Saved data entries
-------
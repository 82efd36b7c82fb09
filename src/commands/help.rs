//! Help text for the shell commands.

/// Help text displayed for `cr -help` / `crombo -help`.
pub const HELP_TEXT: &str = r#"Available Commands:

You can use "cr" as a shorthand for the "crombo" command
Examples:

cr -help     - Show this help menu
cr -about    - Learn about me
cr -skills   - View my technical skills
cr -projects - See my projects
cr -certs    - See my certifications
cr -challs   - See Forensics challenges that CR0M80 created
cr -contact  - Get my contact information
cr -gui      - Switch to GUI mode
ls           - List directory contents
cd           - Change directory
clear        - Clear terminal
exit         - Return to mode selection"#;

/// Hint appended to shell errors.
pub const HELP_HINT: &str = "Type 'cr -help' for available commands.";
//! Error types for the portfolio.
//!
//! Shell-level problems (unknown commands, `cd`) are reported inline in the
//! scrollback and never surface here. This enum covers the application shell
//! around it: configuration, the host terminal, headless scripts.

use thiserror::Error;

/// Main error type for portfolio operations.
#[derive(Error, Debug)]
pub enum PortfolioError {
    /// Configuration errors (invalid config file, bad CLI values, etc.)
    #[error("Configuration error: {0}")]
    Config(String),

    /// Host terminal errors (raw mode, alternate screen, drawing, etc.)
    #[error("Terminal error: {0}")]
    Terminal(String),

    /// Headless script errors (unreadable script, bad event syntax, etc.)
    #[error("Script error: {0}")]
    Script(String),

    /// Internal application errors (unexpected states, bugs, etc.)
    #[error("Internal error: {0}")]
    Internal(String),
}

impl PortfolioError {
    /// Creates a configuration error with the given message.
    pub fn config(msg: impl Into<String>) -> Self {
        Self::Config(msg.into())
    }

    /// Creates a terminal error with the given message.
    pub fn terminal(msg: impl Into<String>) -> Self {
        Self::Terminal(msg.into())
    }

    /// Creates a script error with the given message.
    pub fn script(msg: impl Into<String>) -> Self {
        Self::Script(msg.into())
    }

    /// Creates an internal error with the given message.
    pub fn internal(msg: impl Into<String>) -> Self {
        Self::Internal(msg.into())
    }

    /// The message without the category prefix.
    pub fn message(&self) -> &str {
        match self {
            Self::Config(msg) | Self::Terminal(msg) | Self::Script(msg) | Self::Internal(msg) => {
                msg
            }
        }
    }

    /// Returns the error category as a string for display purposes.
    pub fn category(&self) -> &'static str {
        match self {
            Self::Config(_) => "Configuration Error",
            Self::Terminal(_) => "Terminal Error",
            Self::Script(_) => "Script Error",
            Self::Internal(_) => "Internal Error",
        }
    }
}

/// Result type alias using PortfolioError.
pub type Result<T> = std::result::Result<T, PortfolioError>;
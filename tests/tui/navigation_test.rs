//! View switching, window controls and the GUI page, end to end.

use super::common::{run_headless, run_terminal_json};

#[test]
fn test_selector_to_terminal_and_back() {
    let (code, stdout, _) = run_headless(&[
        "--headless",
        "--no-loader",
        "--events",
        "key:enter,assert:state:view=terminal,type:exit,key:enter,assert:state:view=selector",
        "--output",
        "json",
    ]);

    assert_eq!(code, 0, "Got: {stdout}");
    let json: serde_json::Value = serde_json::from_str(&stdout).unwrap();
    assert_eq!(json["state"]["busy"], false);
    assert_eq!(json["state"]["history_len"], 1);
}

#[test]
fn test_real_loader_reports_progress() {
    // Default loader: 200ms to 30%, then 300ms more to 60%
    let (code, stdout, _) = run_headless(&[
        "--headless",
        "--events",
        "key:g,wait:650ms,assert:state:transitioning=true,assert:state:loader_progress>=30",
        "--output",
        "json",
    ]);

    assert_eq!(code, 0, "Got: {stdout}");
    let json: serde_json::Value = serde_json::from_str(&stdout).unwrap();
    // The final screen waits for the switch to finish
    assert_eq!(json["state"]["view"], "gui");
    assert_eq!(json["state"]["transitioning"], false);
}

#[test]
fn test_gui_command_switches_view() {
    let (code, json) = run_terminal_json("type:cr -gui,key:enter,assert:state:view=gui");

    assert_eq!(code, 0);
    assert_eq!(json["state"]["gui_section"], "home");
    let kinds: Vec<&str> = json["scrollback"]
        .as_array()
        .unwrap()
        .iter()
        .map(|e| e["kind"].as_str().unwrap())
        .collect();
    assert_eq!(kinds, vec!["banner", "command_line", "normal"]);
}

#[test]
fn test_window_controls_by_key_and_click() {
    // Title bar sits on row 1; buttons at columns 1, 3 and 5
    let (code, json) = run_terminal_json(
        "key:f3,click:5:1,assert:contains:Terminal maximized,click:1:1,assert:state:view=selector",
    );

    assert_eq!(code, 0, "Got: {json}");
    assert_eq!(json["assertions"]["passed"], 2);
}

#[test]
fn test_gui_digit_jumps() {
    let (code, stdout, _) = run_headless(&[
        "--headless",
        "--no-loader",
        "--view",
        "gui",
        "--events",
        "key:4,assert:state:gui_section=projects,key:home,assert:state:gui_section=home,key:6,assert:contains:Contact",
        "--output",
        "json",
    ]);

    assert_eq!(code, 0, "Got: {stdout}");
}

#[test]
fn test_history_and_completion_through_keys() {
    let (code, json) = run_terminal_json(
        "type:cle,key:tab,assert:state:input_text=clear,key:enter,key:up,assert:state:input_text=clear,key:down,assert:state:input_text=",
    );

    assert_eq!(code, 0, "Got: {json}");
    assert_eq!(json["state"]["history_len"], 1);
    assert_eq!(json["state"]["scrollback_len"], 1);
}
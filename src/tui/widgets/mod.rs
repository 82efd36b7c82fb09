//! TUI widgets for the portfolio.
//!
//! Contains reusable UI components.

pub mod header;
pub mod loader;
pub mod page;
pub mod rain;
pub mod selector;
pub mod terminal;
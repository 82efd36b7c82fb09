//! Configuration management for the portfolio.
//!
//! Loads settings from a TOML file. Every section is optional; a missing file
//! yields the defaults the site ships with.

use crate::error::{PortfolioError, Result};
use serde::{Deserialize, Serialize};
use std::path::{Path, PathBuf};
use std::time::Duration;

/// Main configuration structure.
#[derive(Debug, Clone, Serialize, Deserialize, Default, PartialEq)]
pub struct Config {
    /// Identity shown in the shell prompt and error messages.
    #[serde(default)]
    pub profile: ProfileConfig,

    /// Loading transition played between views.
    #[serde(default)]
    pub loader: LoaderConfig,

    /// UI behaviour.
    #[serde(default)]
    pub ui: UiConfig,
}

/// Identity used by the simulated shell.
#[derive(Debug, Clone, Serialize, Deserialize, PartialEq, Eq)]
pub struct ProfileConfig {
    /// User part of the prompt (`CR0M80` in `CR0M80@portfolio:~$`).
    #[serde(default = "default_user")]
    pub user: String,

    /// Host part of the prompt.
    #[serde(default = "default_host")]
    pub host: String,

    /// Shell name used as the prefix of error messages.
    #[serde(default = "default_shell")]
    pub shell: String,
}

fn default_user() -> String {
    "CR0M80".to_string()
}

fn default_host() -> String {
    "portfolio".to_string()
}

fn default_shell() -> String {
    "bash".to_string()
}

impl Default for ProfileConfig {
    fn default() -> Self {
        Self {
            user: default_user(),
            host: default_host(),
            shell: default_shell(),
        }
    }
}

impl ProfileConfig {
    /// Returns the prompt label, e.g. `CR0M80@portfolio:~$`.
    pub fn prompt_label(&self) -> String {
        format!("{}@{}:~$", self.user, self.host)
    }
}

/// One step of the loading bar: wait `delay_ms`, then show `percent`.
#[derive(Debug, Clone, Copy, Serialize, Deserialize, PartialEq, Eq)]
pub struct LoaderStepConfig {
    pub percent: u8,
    pub delay_ms: u64,
}

/// Loading transition configuration.
#[derive(Debug, Clone, Serialize, Deserialize, PartialEq, Eq)]
pub struct LoaderConfig {
    /// Progress steps, played in order.
    #[serde(default = "default_steps")]
    pub steps: Vec<LoaderStepConfig>,

    /// Delay after the last step before the loader hides.
    #[serde(default = "default_settle_ms")]
    pub settle_ms: u64,
}

fn default_steps() -> Vec<LoaderStepConfig> {
    vec![
        LoaderStepConfig { percent: 30, delay_ms: 200 },
        LoaderStepConfig { percent: 60, delay_ms: 300 },
        LoaderStepConfig { percent: 90, delay_ms: 600 },
        LoaderStepConfig { percent: 100, delay_ms: 200 },
    ]
}

fn default_settle_ms() -> u64 {
    600
}

impl Default for LoaderConfig {
    fn default() -> Self {
        Self {
            steps: default_steps(),
            settle_ms: default_settle_ms(),
        }
    }
}

/// Which view the application opens on.
#[derive(Debug, Clone, Copy, Serialize, Deserialize, PartialEq, Eq, Default)]
#[serde(rename_all = "lowercase")]
pub enum StartView {
    /// The mode selection screen.
    #[default]
    Selector,
    /// The simulated terminal.
    Terminal,
    /// The scrollable portfolio page.
    Gui,
}

impl std::str::FromStr for StartView {
    type Err = String;

    fn from_str(s: &str) -> std::result::Result<Self, Self::Err> {
        match s.to_lowercase().as_str() {
            "selector" => Ok(Self::Selector),
            "terminal" => Ok(Self::Terminal),
            "gui" => Ok(Self::Gui),
            _ => Err(format!(
                "Invalid view: {s}. Expected: selector, terminal, or gui"
            )),
        }
    }
}

/// UI configuration.
#[derive(Debug, Clone, Serialize, Deserialize, PartialEq, Eq)]
pub struct UiConfig {
    /// View shown at startup.
    #[serde(default)]
    pub start_view: StartView,

    /// Event poll interval; also drives the typing animation.
    #[serde(default = "default_tick_rate_ms")]
    pub tick_rate_ms: u64,
}

fn default_tick_rate_ms() -> u64 {
    100
}

impl Default for UiConfig {
    fn default() -> Self {
        Self {
            start_view: StartView::default(),
            tick_rate_ms: default_tick_rate_ms(),
        }
    }
}

impl UiConfig {
    /// Returns the tick rate as a duration.
    pub fn tick_rate(&self) -> Duration {
        Duration::from_millis(self.tick_rate_ms)
    }
}

impl Config {
    /// Returns the default config file path for the current platform.
    pub fn default_path() -> PathBuf {
        dirs::config_dir()
            .unwrap_or_else(|| PathBuf::from("."))
            .join("cr0m80-portfolio")
            .join("config.toml")
    }

    /// Loads configuration from a TOML file.
    ///
    /// A missing file is not an error; defaults are returned instead.
    pub fn load_from_file(path: &Path) -> Result<Self> {
        if !path.exists() {
            return Ok(Self::default());
        }

        let content = std::fs::read_to_string(path)
            .map_err(|e| PortfolioError::config(format!("Failed to read config file: {e}")))?;

        Self::parse_toml(&content, path)
    }

    /// Parses and validates configuration from a TOML string.
    fn parse_toml(content: &str, path: &Path) -> Result<Self> {
        let config: Self = toml::from_str(content).map_err(|e| {
            PortfolioError::config(format!(
                "Configuration error in {}:\n  {}",
                path.display(),
                e
            ))
        })?;
        config.validate()?;
        Ok(config)
    }

    /// Checks invariants serde cannot express.
    pub fn validate(&self) -> Result<()> {
        if self.profile.user.trim().is_empty() || self.profile.host.trim().is_empty() {
            return Err(PortfolioError::config(
                "profile.user and profile.host must not be empty",
            ));
        }
        if self.profile.shell.trim().is_empty() {
            return Err(PortfolioError::config("profile.shell must not be empty"));
        }

        let mut previous = 0u8;
        for (i, step) in self.loader.steps.iter().enumerate() {
            if step.percent > 100 {
                return Err(PortfolioError::config(format!(
                    "loader step {} exceeds 100% ({}%)",
                    i + 1,
                    step.percent
                )));
            }
            if step.percent < previous {
                return Err(PortfolioError::config(format!(
                    "loader step {} goes backwards ({}% -> {}%)",
                    i + 1,
                    previous,
                    step.percent
                )));
            }
            previous = step.percent;
        }

        if self.ui.tick_rate_ms == 0 {
            return Err(PortfolioError::config("ui.tick_rate_ms must be positive"));
        }

        Ok(())
    }
}
//! Command history for the shell.
//!
//! A linear list with a cursor in `[0, len]`. `len` is the "fresh input"
//! position: landing there clears the prompt.

/// Direction of a history navigation step.
#[derive(Debug, Clone, Copy, PartialEq, Eq)]
pub enum HistoryDirection {
    /// Towards older entries (ArrowUp).
    Older,
    /// Towards newer entries (ArrowDown).
    Newer,
}

/// Entered commands, oldest first.
#[derive(Debug, Default, Clone)]
pub struct CommandHistory {
    entries: Vec<String>,
    cursor: usize,
}

impl CommandHistory {
    /// Creates a new empty history.
    pub fn new() -> Self {
        Self::default()
    }

    /// Appends an entry and moves the cursor one past the end.
    ///
    /// The caller is responsible for not pushing empty input.
    pub fn push(&mut self, entry: impl Into<String>) {
        self.entries.push(entry.into());
        self.cursor = self.entries.len();
    }

    /// Moves the cursor one step, clamped to `[0, len]`.
    ///
    /// Returns the text the prompt should show: the entry under the cursor,
    /// or an empty string at the fresh-input position. Returns `None` when
    /// the history is empty and nothing should change.
    pub fn navigate(&mut self, direction: HistoryDirection) -> Option<&str> {
        if self.entries.is_empty() {
            return None;
        }

        self.cursor = match direction {
            HistoryDirection::Older => self.cursor.saturating_sub(1),
            HistoryDirection::Newer => (self.cursor + 1).min(self.entries.len()),
        };

        Some(
            self.entries
                .get(self.cursor)
                .map(String::as_str)
                .unwrap_or(""),
        )
    }

    /// Current cursor position.
    pub fn cursor(&self) -> usize {
        self.cursor
    }

    /// Returns the number of entries in history.
    pub fn len(&self) -> usize {
        self.entries.len()
    }

    /// Returns true if history is empty.
    pub fn is_empty(&self) -> bool {
        self.entries.is_empty()
    }

    /// Returns all history entries (oldest first).
    pub fn entries(&self) -> &[String] {
        &self.entries
    }
}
-------
ACTION ITEM :: Among the records above, find each line containing the string "position" and copy it.

EXERCISE RESULT ::
//! position: landing there clears the prompt.
    /// or an empty string at the fresh-input position. Returns `None` when
    /// Current cursor position.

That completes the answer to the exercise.